Putin’s Political Rhetoric on the War in Ukraine (with Riccardo Nicolosi)
December 4 @ 3:00 pm - 4:30 pm
In this talk, Professor Nicolosi will analyze the political discourse on the war against Ukraine in today’s Russia with a focus on Putin’s rhetoric. He argues that this discourse is based on a paranoid interpretation of history, in which two main elements are of key significance: a sense of deep resentment and discursive practices of reenactment. At the same time, both these elements are evidence of a very particular perception of temporality in Putin’s Russia, where the past, interpreted in a conspiratorial way, determines the perception of the present and the future. Importantly, this discourse owes its internal coherence to the fact that it functions in the same way as conspiracy theories: nourished by strong emotions, it produces a fundamental semiotic clarity in its interpretation of global history, whereby any particular events are not seen as contingent, but always as having significance in the context of the narrative thus constructed. This is why this discourse is therefore not falsifiable.

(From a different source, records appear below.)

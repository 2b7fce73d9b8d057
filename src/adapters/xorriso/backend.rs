use std::collections::{BTreeSet, HashMap};
use std::path::Path;
use std::sync::{Arc, Mutex, MutexGuard, PoisonError};
use std::time::{Duration, Instant};

use async_trait::async_trait;
use tokio::sync::broadcast;
use tokio::task::JoinHandle;
use tokio_util::sync::CancellationToken;
use tracing::{debug, info, warn};
use uuid::Uuid;

use crate::core::backend::{DiscBackend, EVENT_CHANNEL_CAPACITY};
use crate::core::error::BackendError;
use crate::core::events::{BackendEvent, DeviceListPayload};
use crate::core::job::{Applied, Job};
use crate::core::models::{
    BlankMode, Device, FormatMode, JobId, JobKind, JobProgress, JobResult, JobState, MediaInfo,
    SpeedOption,
};
use crate::core::project::{BurnOptions, Project};
use crate::logging::LogThrottle;

use super::XorrisoConfig;
use super::commands::XorrisoCommand;
use super::executor::{Executor, XorrisoError};
use super::parser::{self, BLOCK_SIZE, Channel, PktLine};
use super::progress::{self, PacifierUpdate};

pub struct XorrisoBackend {
    inner: Arc<Inner>,
}

struct Inner {
    config: XorrisoConfig,
    executor: Executor,
    events: broadcast::Sender<BackendEvent>,
    slot: Mutex<Slot>,
    capabilities: Mutex<HashMap<String, BTreeSet<String>>>,
    shutdown: CancellationToken,
    monitor: Mutex<Option<JoinHandle<()>>>,
    progress_log: LogThrottle,
}

/// The one operation this backend runs (or last ran).
#[derive(Default)]
struct Slot {
    job: Option<Job>,
    cancel: Option<CancellationToken>,
    log_seq: u64,
}

/// Fixed facts about a running operation, used to fill in progress.
struct RunContext {
    id: JobId,
    device_path: String,
    bytes_total: u64,
    started: Instant,
}

impl XorrisoBackend {
    pub fn new(config: XorrisoConfig) -> Self {
        let (events, _) = broadcast::channel(EVENT_CHANNEL_CAPACITY);
        Self {
            inner: Arc::new(Inner {
                executor: Executor::new(config.binary.clone()),
                config,
                events,
                slot: Mutex::new(Slot::default()),
                capabilities: Mutex::new(HashMap::new()),
                shutdown: CancellationToken::new(),
                monitor: Mutex::new(None),
                progress_log: LogThrottle::new(Duration::from_secs(5)),
            }),
        }
    }

    /// Claim the operation slot for a new job.
    fn launch(&self, kind: JobKind, device_path: &str) -> Result<RunContextSeed, BackendError> {
        let mut slot = self.inner.slot();
        if let Some(job) = slot.job.as_ref().filter(|j| j.is_busy()) {
            return Err(BackendError::Rejected(format!(
                "a {} is already running on {}",
                job.kind, job.device_path
            )));
        }

        let id = Uuid::now_v7().to_string();
        let cancel = self.inner.shutdown.child_token();
        slot.job = Some(Job::new(id.clone(), kind, device_path));
        slot.cancel = Some(cancel.clone());
        slot.log_seq = 0;
        info!(job_id = %id, kind = %kind, device = %device_path, "xorriso operation started");

        Ok(RunContextSeed { id, cancel })
    }
}

struct RunContextSeed {
    id: JobId,
    cancel: CancellationToken,
}

fn lock<T>(mutex: &Mutex<T>) -> MutexGuard<'_, T> {
    mutex.lock().unwrap_or_else(PoisonError::into_inner)
}

impl Inner {
    fn slot(&self) -> MutexGuard<'_, Slot> {
        lock(&self.slot)
    }

    fn emit(&self, event: BackendEvent) {
        if self.events.send(event).is_err() {
            debug!("No subscribers for backend event");
        }
    }

    /// Apply `f` to the running job if it is still `id`, and emit the event
    /// it returns when something changed.
    fn with_job(&self, id: &str, f: impl FnOnce(&mut Job) -> Option<BackendEvent>) -> bool {
        let event = {
            let mut slot = self.slot();
            match slot.job.as_mut() {
                Some(job) if job.id == id => f(job),
                _ => None,
            }
        };
        match event {
            Some(event) => {
                self.emit(event);
                true
            }
            None => false,
        }
    }

    fn log(&self, id: &str, text: impl Into<String>) {
        let text = text.into();
        let seq = {
            let mut slot = self.slot();
            if slot.job.as_ref().is_none_or(|j| j.id != id) {
                return;
            }
            slot.log_seq += 1;
            slot.log_seq
        };
        self.emit(BackendEvent::log_line(id, text, Some(seq)));
    }

    fn set_state(&self, id: &str, state: JobState) {
        self.with_job(id, |job| {
            (job.apply_state(state) != Applied::Ignored)
                .then(|| BackendEvent::state_changed(job.id.clone(), state))
        });
    }

    fn apply_update(&self, ctx: &RunContext, update: PacifierUpdate) {
        let elapsed = ctx.started.elapsed().as_secs();
        self.with_job(&ctx.id, |job| {
            let mut next = job.progress.clone();
            if update.phase.as_str() != next.phase {
                // A new phase restarts the percentage.
                next.percent = 0.0;
            }
            next.phase = update.phase.as_str().to_string();

            let block_bytes = update.blocks.map(|b| b * BLOCK_SIZE);
            next.bytes_total = ctx.bytes_total;
            if let Some(bytes) = block_bytes {
                next.bytes_written = bytes;
            }
            next.percent = match (update.percent, block_bytes) {
                (Some(pct), _) => pct,
                (None, Some(bytes)) if ctx.bytes_total > 0 => {
                    bytes as f64 * 100.0 / ctx.bytes_total as f64
                }
                _ => next.percent,
            };
            if let Some(fifo) = update.fifo_fill {
                next.fifo_fill = fifo;
            }
            if let Some(speed) = update.speed {
                next.speed = speed;
            }
            next.eta = progress::estimate_eta(elapsed, next.percent).unwrap_or_default();

            (job.apply_progress(next) != Applied::Ignored)
                .then(|| BackendEvent::progress(job.id.clone(), job.progress.clone()))
        });

        if self.progress_log.should_log() {
            if let Some(job) = self.slot().job.as_ref() {
                debug!(job_id = %job.id, phase = %job.progress.phase, percent = job.progress.percent, "xorriso progress");
            }
        }
    }

    fn on_line(&self, ctx: &RunContext, pkt: &PktLine) {
        if pkt.channel != Channel::Info || pkt.text.trim().is_empty() {
            return;
        }
        match progress::parse_pacifier(&pkt.text) {
            Some(update) => self.apply_update(ctx, update),
            None => self.log(&ctx.id, parser::strip_prefix(&pkt.text)),
        }
    }

    fn finish(&self, ctx: &RunContext, outcome: Result<String, XorrisoError>) {
        let duration = ctx.started.elapsed().as_secs();
        let finished = self.with_job(&ctx.id, |job| match &outcome {
            Ok(message) => {
                let result = JobResult {
                    bytes_written: Some(job.progress.bytes_written),
                    duration_secs: Some(duration),
                    ..JobResult::succeeded(message.clone())
                };
                (job.complete(result.clone()) == Applied::Finished)
                    .then(|| BackendEvent::complete(job.id.clone(), result))
            }
            Err(XorrisoError::Cancelled) => (job.apply_state(JobState::Cancelled)
                == Applied::Finished)
                .then(|| BackendEvent::state_changed(job.id.clone(), JobState::Cancelled)),
            Err(err) => (job.fail(err.to_string()) == Applied::Finished)
                .then(|| BackendEvent::error(job.id.clone(), err.to_string())),
        });

        if finished {
            match &outcome {
                Ok(_) => info!(job_id = %ctx.id, duration_secs = duration, "xorriso operation complete"),
                Err(err) => warn!(job_id = %ctx.id, error = %err, "xorriso operation ended without success"),
            }
            self.slot().cancel = None;
            self.emit(BackendEvent::media_changed(ctx.device_path.clone()));
        }
    }

    async fn run_burn(
        self: Arc<Self>,
        ctx: RunContext,
        project: Project,
        options: BurnOptions,
        cancel: CancellationToken,
    ) {
        self.log(
            &ctx.id,
            format!(
                "Writing '{}' ({} entries) to {}",
                project.name,
                project.entries.len(),
                ctx.device_path
            ),
        );
        if options.dummy_mode {
            self.log(&ctx.id, "Simulation mode: the laser stays off");
        }

        let burn = XorrisoCommand::burn(&project, &ctx.device_path, &options);
        let written = self
            .bounded(
                self.executor
                    .run_streaming(&burn, &cancel, |pkt| self.on_line(&ctx, pkt)),
            )
            .await
            .and_then(|out| out.check());
        if let Err(err) = written {
            return self.finish(&ctx, Err(err));
        }

        if options.verifies() {
            self.set_state(&ctx.id, JobState::Verifying);
            self.log(&ctx.id, "Verifying written data");
            let outcome = self.verify(&ctx, options.eject, &cancel).await;
            return self.finish(&ctx, outcome.map(|_| "Burn completed and verified".to_string()));
        }

        self.finish(&ctx, Ok("Burn completed successfully".to_string()));
    }

    async fn verify(
        &self,
        ctx: &RunContext,
        eject: bool,
        cancel: &CancellationToken,
    ) -> Result<(), XorrisoError> {
        let check = XorrisoCommand::verify(&ctx.device_path, eject);
        let output = self
            .bounded(
                self.executor
                    .run_streaming(&check, cancel, |pkt| self.on_line(ctx, pkt)),
            )
            .await?
            .check()?;

        let summary = parser::parse_check_media(output.lines());
        if summary.bad_blocks > 0 {
            return Err(XorrisoError::Failed {
                code: None,
                message: format!(
                    "Verification found {} unreadable blocks",
                    summary.bad_blocks
                ),
            });
        }
        self.log(
            &ctx.id,
            format!("Verification passed: {} blocks readable", summary.good_blocks),
        );
        Ok(())
    }

    async fn run_simple(
        self: Arc<Self>,
        ctx: RunContext,
        cmd: XorrisoCommand,
        done: &'static str,
        cancel: CancellationToken,
    ) {
        let outcome = self
            .bounded(
                self.executor
                    .run_streaming(&cmd, &cancel, |pkt| self.on_line(&ctx, pkt)),
            )
            .await
            .and_then(|out| out.check())
            .map(|_| done.to_string());
        self.finish(&ctx, outcome);
    }

    /// Bound one xorriso pass by the operation timeout. The child is killed
    /// when the pass is dropped.
    async fn bounded<T>(
        &self,
        pass: impl Future<Output = Result<T, XorrisoError>>,
    ) -> Result<T, XorrisoError> {
        let limit = self.config.operation_timeout;
        tokio::time::timeout(limit, pass)
            .await
            .map_err(|_| XorrisoError::Timeout(limit))?
    }

    fn busy_on(&self, device_path: &str) -> bool {
        self.slot()
            .job
            .as_ref()
            .is_some_and(|j| j.is_busy() && j.device_path == device_path)
    }

    async fn discover(&self) -> Result<Vec<Device>, BackendError> {
        let mut devices = match tokio::fs::read_to_string(&self.config.cdrom_info).await {
            Ok(info) => {
                let mut devices = Vec::new();
                for name in parser::parse_cdrom_info(&info) {
                    devices.push(self.sysfs_device(&name).await);
                }
                devices
            }
            Err(err) => {
                debug!(path = %self.config.cdrom_info.display(), error = %err, "No cdrom info, asking xorriso");
                let mut cmd = XorrisoCommand::new();
                cmd.device_links();
                let output = self
                    .executor
                    .run(&cmd, self.config.query_timeout)
                    .await?
                    .check()?;
                parser::parse_device_links(output.lines())
            }
        };

        for device in &mut devices {
            device.capabilities = self.capabilities(&device.path).await;
        }
        Ok(devices)
    }

    async fn sysfs_device(&self, name: &str) -> Device {
        let base = self.config.sysfs_block.join(name).join("device");
        let vendor = read_sys_file(&base.join("vendor")).await;
        let model = read_sys_file(&base.join("model")).await;
        let path = format!("/dev/{name}");
        Device {
            name: parser::display_name(&vendor, &model, &path),
            path,
            vendor,
            model,
            capabilities: BTreeSet::new(),
        }
    }

    /// Disc types the drive can write, from `-list_profiles`. Cached per
    /// drive once known; a failed inquiry is retried on the next listing.
    async fn capabilities(&self, device_path: &str) -> BTreeSet<String> {
        if let Some(known) = lock(&self.capabilities).get(device_path) {
            return known.clone();
        }
        if self.busy_on(device_path) {
            return BTreeSet::new();
        }

        let mut cmd = XorrisoCommand::new();
        cmd.outdev(device_path).list_profiles("all");
        match self.executor.run(&cmd, self.config.query_timeout).await {
            Ok(output) => {
                let caps = parser::capabilities(&parser::parse_profiles(output.lines()));
                if !caps.is_empty() {
                    lock(&self.capabilities).insert(device_path.to_string(), caps.clone());
                }
                caps
            }
            Err(err) => {
                debug!(device = %device_path, error = %err, "Profile inquiry failed");
                BTreeSet::new()
            }
        }
    }

    async fn watch_devices(self: Arc<Self>, period: Duration) {
        let mut ticker = tokio::time::interval(period);
        ticker.set_missed_tick_behavior(tokio::time::MissedTickBehavior::Skip);
        let mut last: Option<Vec<Device>> = None;

        loop {
            tokio::select! {
                _ = self.shutdown.cancelled() => break,
                _ = ticker.tick() => {}
            }
            match self.discover().await {
                Ok(devices) => {
                    if last.as_ref().is_some_and(|prev| *prev != devices) {
                        info!(count = devices.len(), "Drive list changed");
                        self.emit(BackendEvent::DeviceListUpdated(DeviceListPayload {
                            devices: devices.clone(),
                        }));
                    }
                    last = Some(devices);
                }
                Err(err) => debug!(error = %err, "Drive poll failed"),
            }
        }
        debug!("Drive monitor stopped");
    }
}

Riccardo Nicolosi is a Professor of Slavic Literatures at Ludwig-Maximilians University in Munich, Germany. He previously taught at the Universities of Konstanz (as an Assistant Professor), Bonn (as a Senior Lecturer), and Bochum (as an Associate Professor). His research focuses on the literatures and cultures of Russia/Soviet Union and South Eastern Europe (Bosnia, Croatia, and Serbia) from 18th – 21st centuries. Riccardo Nicolosi is the author of “St. Petersburg Panegyric Literature in 18th-Century Russia” (2009) and “Degeneration. Literature and Psychiatry in Late 19th-Century Russia” (2019), both published in German and Russian. He is currently completing a project on early Soviet adventure literature and working on a book on the war rhetoric of Putin and Zelensky.